Research Article | Open Access

Volume 2021 | Article ID 6687799 | https://doi.org/10.1155/2021/6687799

Depth Semantic Segmentation of Tobacco Planting Areas from Unmanned Aerial Vehicle Remote Sensing Images in Plateau Mountains

Liang Huang,^1,2Xuequn Wu ,^1,2Qiuzhi Peng,^1,2and Xueqin Yu³

Academic Editor: Jose S. Camara

Received02 Nov 2020

Revised27 Jan 2021

Accepted09 Feb 2021

Published01 Mar 2021

Abstract

The tobacco in plateau mountains has the characteristics of fragmented planting, uneven growth, and mixed/interplanting of crops.
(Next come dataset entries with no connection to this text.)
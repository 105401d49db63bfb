use serde::{Deserialize, Serialize};
use std::path::{Path, PathBuf};

use crate::error::{write_file, StoreError};

pub const DEFAULT_HOME_PAGE: &str = "https://www.tradingview.com/chart/";

/// User preferences, persisted to `browser_config.json`.
///
/// `#[serde(default)]` fills any key missing from an existing file with its
/// default, so a file holding only `bookmarks` still gets the default home page.
#[derive(Debug, Clone, PartialEq, Eq, Serialize, Deserialize)]
#[serde(default)]
pub struct Config {
    pub home_page: String,
    pub bookmarks: Vec<String>,
}

impl Default for Config {
    fn default() -> Self {
        Config {
            home_page: String::from(DEFAULT_HOME_PAGE),
            bookmarks: Vec::new(),
        }
    }
}

impl Config {
    /// Append `url` unless it is already bookmarked. Returns whether it was added.
    pub fn add_bookmark(&mut self, url: &str) -> bool {
        if self.bookmarks.iter().any(|b| b == url) {
            return false;
        }
        self.bookmarks.push(url.to_string());
        true
    }
}

/// Reads and writes a [`Config`] at a fixed path.
#[derive(Debug, Clone)]
pub struct ConfigStore {
    path: PathBuf,
}

impl ConfigStore {
    pub fn new(path: impl Into<PathBuf>) -> Self {
        ConfigStore { path: path.into() }
    }

    pub fn path(&self) -> &Path {
        &self.path
    }

    /// Load the config, falling back to defaults when the file is missing or
    /// unreadable.
    pub fn load(&self) -> Config {
        let contents = match std::fs::read_to_string(&self.path) {
            Ok(contents) => contents,
            Err(e) if e.kind() == std::io::ErrorKind::NotFound => {
                log::debug!("No config at {}, using defaults", self.path.display());
                return Config::default();
            }
            Err(e) => {
                log::warn!("Failed to read config {}: {}", self.path.display(), e);
                return Config::default();
            }
        };
        match serde_json::from_str(&contents) {
            Ok(config) => config,
            Err(e) => {
                log::warn!(
                    "Ignoring malformed config {}: {}",
                    self.path.display(),
                    e
                );
                self.set_aside();
                Config::default()
            }
        }
    }

    /// Where a malformed config is moved before defaults replace it.
    pub fn backup_path(&self) -> PathBuf {
        let mut name = self.path.as_os_str().to_owned();
        name.push(".bak");
        PathBuf::from(name)
    }

    /// Move the current file to [`backup_path`](Self::backup_path) so the next
    /// save cannot overwrite the user's bookmarks.
    fn set_aside(&self) {
        let backup = self.backup_path();
        match std::fs::rename(&self.path, &backup) {
            Ok(()) => log::warn!("Moved malformed config to {}", backup.display()),
            Err(e) => log::error!(
                "Failed to move malformed config {} aside: {}; it will be replaced on save",
                self.path.display(),
                e
            ),
        }
    }

    /// Overwrite the file with the full config.
    pub fn save(&self, config: &Config) -> Result<(), StoreError> {
        let json =
            serde_json::to_string_pretty(config).map_err(|e| StoreError::json(&self.path, e))?;
        write_file(&self.path, &json)?;
        log::debug!(
            "Saved config with {} bookmarks to {}",
            config.bookmarks.len(),
            self.path.display()
        );
        Ok(())
    }
}

#[cfg(test)]
mod tests {
    use super::*;

    fn store_in(dir: &tempfile::TempDir) -> ConfigStore {
        ConfigStore::new(dir.path().join("browser_config.json"))
    }

    #[test]
    fn missing_file_yields_defaults() {
        let tmp = tempfile::tempdir().unwrap();
        let config = store_in(&tmp).load();
        assert_eq!(config, Config::default());
        assert_eq!(config.home_page, DEFAULT_HOME_PAGE);
        assert!(config.bookmarks.is_empty());
    }

    #[test]
    fn missing_keys_take_defaults() {
        let tmp = tempfile::tempdir().unwrap();
        let store = store_in(&tmp);
        std::fs::write(store.path(), r#"{"bookmarks": ["http://a.com"]}"#).unwrap();
        let config = store.load();
        assert_eq!(config.home_page, DEFAULT_HOME_PAGE);
        assert_eq!(config.bookmarks, vec!["http://a.com".to_string()]);

        std::fs::write(store.path(), r#"{"home_page": "https://start.example"}"#).unwrap();
        let config = store.load();
        assert_eq!(config.home_page, "https://start.example");
        assert!(config.bookmarks.is_empty());
    }

    #[test]
    fn corrupt_file_yields_defaults() {
        let tmp = tempfile::tempdir().unwrap();
        let store = store_in(&tmp);
        std::fs::write(store.path(), "{ not json").unwrap();
        assert_eq!(store.load(), Config::default());
    }

    #[test]
    fn corrupt_file_survives_next_save() {
        let tmp = tempfile::tempdir().unwrap();
        let store = store_in(&tmp);
        let damaged = r#"{"bookmarks": ["http://keep.me"],"#;
        std::fs::write(store.path(), damaged).unwrap();

        let config = store.load();
        assert_eq!(config, Config::default());
        assert!(!store.path().exists());
        assert_eq!(
            store.backup_path(),
            tmp.path().join("browser_config.json.bak")
        );

        store.save(&config).unwrap();
        assert_eq!(std::fs::read_to_string(store.backup_path()).unwrap(), damaged);
        assert_eq!(store.load(), Config::default());
    }

    #[test]
    fn missing_file_leaves_no_backup() {
        let tmp = tempfile::tempdir().unwrap();
        let store = store_in(&tmp);
        store.load();
        assert!(!store.backup_path().exists());
    }

    #[test]
    fn unknown_keys_are_ignored() {
        let tmp = tempfile::tempdir().unwrap();
        let store = store_in(&tmp);
        std::fs::write(
            store.path(),
            r#"{"home_page": "http://h", "bookmarks": [], "history": []}"#,
        )
        .unwrap();
        assert_eq!(store.load().home_page, "http://h");
    }

    #[test]
    fn save_then_load_round_trips() {
        let tmp = tempfile::tempdir().unwrap();
        let store = store_in(&tmp);
        let config = Config {
            home_page: "https://home.example".to_string(),
            bookmarks: vec!["http://a.com".to_string(), "https://b.org/x".to_string()],
        };
        store.save(&config).unwrap();
        assert_eq!(store.load(), config);

        // Saving what was loaded keeps the same content.
        store.save(&store.load()).unwrap();
        assert_eq!(store.load(), config);
    }

    #[test]
    fn saved_file_uses_documented_keys() {
        let tmp = tempfile::tempdir().unwrap();
        let store = store_in(&tmp);
        store.save(&Config::default()).unwrap();
        let raw: serde_json::Value =
            serde_json::from_str(&std::fs::read_to_string(store.path()).unwrap()).unwrap();
        assert_eq!(raw["home_page"], DEFAULT_HOME_PAGE);
        assert!(raw["bookmarks"].as_array().unwrap().is_empty());
    }

    #[test]
    fn save_creates_parent_directory() {
        let tmp = tempfile::tempdir().unwrap();
        let store = ConfigStore::new(tmp.path().join("a/b/browser_config.json"));
        store.save(&Config::default()).unwrap();
        assert!(store.path().is_file());
    }

    #[test]
    fn add_bookmark_skips_duplicates() {
        let mut config = Config::default();
        assert!(config.add_bookmark("http://a.com"));
        assert!(!config.add_bookmark("http://a.com"));
        assert!(config.add_bookmark("http://b.com"));
        assert_eq!(config.bookmarks, vec!["http://a.com", "http://b.com"]);
    }
}
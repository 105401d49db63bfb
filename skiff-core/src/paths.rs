use std::ffi::OsString;
use std::path::{Path, PathBuf};

use crate::error::StoreError;

pub const CONFIG_FILE_NAME: &str = "browser_config.json";
pub const HISTORY_FILE_NAME: &str = "browser_history.json";
pub const ENGINE_DATA_DIR_NAME: &str = "browser_data";
pub const COOKIE_FILE_NAME: &str = "cookies.sqlite";

/// Environment variable that overrides the profile directory.
pub const PROFILE_DIR_ENV: &str = "SKIFF_PROFILE_DIR";

/// Locations of every file the browser persists.
#[derive(Debug, Clone, PartialEq, Eq)]
pub struct ProfilePaths {
    pub config_file: PathBuf,
    pub history_file: PathBuf,
    /// Persistent storage handed to the web engine (local storage, cookies).
    pub engine_data_dir: PathBuf,
    pub engine_cache_dir: PathBuf,
    /// SQLite cookie jar inside the engine data directory.
    pub cookie_file: PathBuf,
}

impl ProfilePaths {
    /// Lay out a profile inside `dir`.
    pub fn in_dir(dir: impl AsRef<Path>) -> Self {
        let dir = dir.as_ref();
        let engine_data_dir = dir.join(ENGINE_DATA_DIR_NAME);
        ProfilePaths {
            config_file: dir.join(CONFIG_FILE_NAME),
            history_file: dir.join(HISTORY_FILE_NAME),
            engine_cache_dir: engine_data_dir.join("cache"),
            cookie_file: engine_data_dir.join(COOKIE_FILE_NAME),
            engine_data_dir,
        }
    }

    /// `~/.config/skiff` (platform equivalent), falling back to
    /// `$HOME/.config/skiff` and finally the working directory.
    pub fn default_location() -> Result<Self, StoreError> {
        if let Some(dir) = dirs::config_dir() {
            return Ok(Self::in_dir(dir.join("skiff")));
        }
        if let Some(home) = dirs::home_dir() {
            return Ok(Self::in_dir(home.join(".config").join("skiff")));
        }
        std::env::current_dir()
            .map(Self::in_dir)
            .map_err(|_| StoreError::NoProfileDir)
    }

    /// Resolve the profile from `SKIFF_PROFILE_DIR` or the default location.
    pub fn from_env() -> Result<Self, StoreError> {
        Self::resolve(std::env::var_os(PROFILE_DIR_ENV))
    }

    /// An explicit, non-empty directory wins over the default location.
    pub fn resolve(override_dir: Option<OsString>) -> Result<Self, StoreError> {
        match override_dir {
            Some(dir) if !dir.is_empty() => Ok(Self::in_dir(PathBuf::from(dir))),
            _ => Self::default_location(),
        }
    }

    /// Create the profile directory and the engine directories.
    pub fn ensure_dirs(&self) -> Result<(), StoreError> {
        let mut to_create = vec![self.engine_data_dir.as_path(), self.engine_cache_dir.as_path()];
        if let Some(parent) = self.config_file.parent() {
            to_create.push(parent);
        }
        for dir in to_create {
            std::fs::create_dir_all(dir).map_err(|e| StoreError::io(dir, e))?;
        }
        Ok(())
    }
}

#[cfg(test)]
mod tests {
    use super::*;

    #[test]
    fn in_dir_layout() {
        let paths = ProfilePaths::in_dir("/tmp/profile");
        assert_eq!(
            paths.config_file,
            PathBuf::from("/tmp/profile/browser_config.json")
        );
        assert_eq!(
            paths.history_file,
            PathBuf::from("/tmp/profile/browser_history.json")
        );
        assert_eq!(paths.engine_data_dir, PathBuf::from("/tmp/profile/browser_data"));
        assert_eq!(
            paths.engine_cache_dir,
            PathBuf::from("/tmp/profile/browser_data/cache")
        );
        assert_eq!(
            paths.cookie_file,
            PathBuf::from("/tmp/profile/browser_data/cookies.sqlite")
        );
    }

    #[test]
    fn ensure_dirs_creates_engine_dirs() {
        let tmp = tempfile::tempdir().unwrap();
        let paths = ProfilePaths::in_dir(tmp.path().join("nested"));
        paths.ensure_dirs().unwrap();
        assert!(paths.engine_data_dir.is_dir());
        assert!(paths.engine_cache_dir.is_dir());
        assert!(paths.config_file.parent().unwrap().is_dir());
    }

    #[test]
    fn override_dir_wins() {
        let tmp = tempfile::tempdir().unwrap();
        let paths = ProfilePaths::resolve(Some(tmp.path().as_os_str().to_owned())).unwrap();
        assert_eq!(paths, ProfilePaths::in_dir(tmp.path()));
    }

    #[test]
    fn empty_override_falls_back_to_default_location() {
        let expected = ProfilePaths::default_location().unwrap();
        assert_eq!(ProfilePaths::resolve(Some(OsString::new())).unwrap(), expected);
        assert_eq!(ProfilePaths::resolve(None).unwrap(), expected);
    }

    #[test]
    fn from_env_reads_profile_dir_variable() {
        // Only this test touches SKIFF_PROFILE_DIR.
        let tmp = tempfile::tempdir().unwrap();
        std::env::set_var(PROFILE_DIR_ENV, tmp.path());
        let paths = ProfilePaths::from_env();
        std::env::remove_var(PROFILE_DIR_ENV);
        assert_eq!(paths.unwrap().config_file, tmp.path().join(CONFIG_FILE_NAME));
    }
}
use gtk4::prelude::*;
use webkit6::prelude::*;

use skiff_core::paths::ProfilePaths;
use skiff_core::session::TabId;

/// Notifications a page's WebView raises for the window to forward.
#[derive(Debug, Clone)]
pub enum PageEvent {
    UriChanged(String),
    TitleChanged(String),
    LoadingChanged(bool),
}

/// Build the engine session that keeps cookies, local storage and cache in
/// the profile directory.
pub fn create_network_session(paths: &ProfilePaths) -> webkit6::NetworkSession {
    if let Err(e) = paths.ensure_dirs() {
        log::error!("Failed to create engine directories: {}", e);
    }
    let data_dir = paths.engine_data_dir.to_string_lossy().to_string();
    let cache_dir = paths.engine_cache_dir.to_string_lossy().to_string();
    log::debug!("Engine data in {}, cache in {}", data_dir, cache_dir);
    let network_session = webkit6::NetworkSession::new(Some(&data_dir), Some(&cache_dir));

    // Cookies are kept in memory unless a persistent store is set.
    let cookie_file = paths.cookie_file.to_string_lossy().to_string();
    let cookies = network_session.cookie_manager();
    cookies.set_persistent_storage(&cookie_file, webkit6::CookiePersistentStorage::Sqlite);
    log::debug!("Cookies persisted to {}", cookie_file);

    network_session
}

/// Create the WebView for a tab.
///
/// The widget name carries the tab id so any page can be mapped back to its
/// session tab with [`tab_id_of`]. `on_event` is invoked for every
/// [`PageEvent`] the view raises.
pub fn create_page_view<F>(
    network_session: &webkit6::NetworkSession,
    tab: TabId,
    on_event: F,
) -> webkit6::WebView
where
    F: Fn(&webkit6::WebView, PageEvent) + 'static,
{
    let webview = webkit6::WebView::builder()
        .network_session(network_session)
        .hexpand(true)
        .vexpand(true)
        .build();
    webview.set_widget_name(&tab.to_string());

    if let Some(wk_settings) = webkit6::prelude::WebViewExt::settings(&webview) {
        wk_settings.set_enable_javascript(true);
        wk_settings.set_enable_developer_extras(true);
    }

    let on_event = std::rc::Rc::new(on_event);
    {
        let on_event = on_event.clone();
        webview.connect_uri_notify(move |wv| {
            if let Some(uri) = wv.uri() {
                on_event(wv, PageEvent::UriChanged(uri.to_string()));
            }
        });
    }
    {
        let on_event = on_event.clone();
        webview.connect_title_notify(move |wv| {
            let title = wv.title().map(|t| t.to_string()).unwrap_or_default();
            on_event(wv, PageEvent::TitleChanged(title));
        });
    }
    webview.connect_is_loading_notify(move |wv| {
        on_event(wv, PageEvent::LoadingChanged(wv.is_loading()));
    });

    webview
}

/// Recover the tab id stored in a page widget's name.
pub fn tab_id_of(widget: &impl IsA<gtk4::Widget>) -> Option<TabId> {
    widget.widget_name().parse().ok()
}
It is difficult to extract effective features using an object-oriented image analysis method to accurately extract tobacco planting areas. To this end, the advantage of deep learning features self-learning is relied on in this paper. An accurate extraction method of tobacco planting areas based on a deep semantic segmentation model from the unmanned aerial vehicle (UAV) remote sensing images in plateau mountains is proposed in this paper. Firstly, the tobacco semantic segmentation dataset is established using Labelme. Four deep semantic segmentation models of DeeplabV3+, PSPNet, SegNet, and U-Net are used to train the sample data in the dataset. Among them, in order to reduce the model training time, the MobileNet series of lightweight networks are used to replace the original backbone networks of the four network models. Finally, the predictive images are semantically segmented by trained networks, and the mean Intersection over Union (mIoU) is used to evaluate the accuracy. The experimental results show that, using DeeplabV3+, PSPNet, SegNet, and U-Net to perform semantic segmentation on 71 scene prediction images, the mIoU obtained is 0.9436, 0.9118, 0.9392, and 0.9473, respectively, and the accuracy of semantic segmentation is high. The feasibility of the deep semantic segmentation method for extracting tobacco planting surface from UAV remote sensing images has been verified, and the research method can provide a reference for subsequent automatic extraction of tobacco planting areas.

1. Introduction

Tobacco is a crop of high economic value, which plays a significant role in the national financial accumulation and part of local economic development. In China, Yunnan Province is the main concentrated tobacco-producing area. In 2018, the total planted area and totaled output of tobacco accounted for 38.97% and 37.69% of the country. It is the largest tobacco production base in China [1]. But at the same time, the tobacco planting process has a high risk and is vulnerable to natural disasters and pests. Therefore, a timely grasp of tobacco spatial distribution, planting area, growth, yield and disaster loss, and other pieces of information is of great significance for achieving accurate tobacco management, accurate production estimation, and assisting government decision-making. Among them, the rapid and accurate extraction of the tobacco planting area is an important prerequisite for fine tobacco management.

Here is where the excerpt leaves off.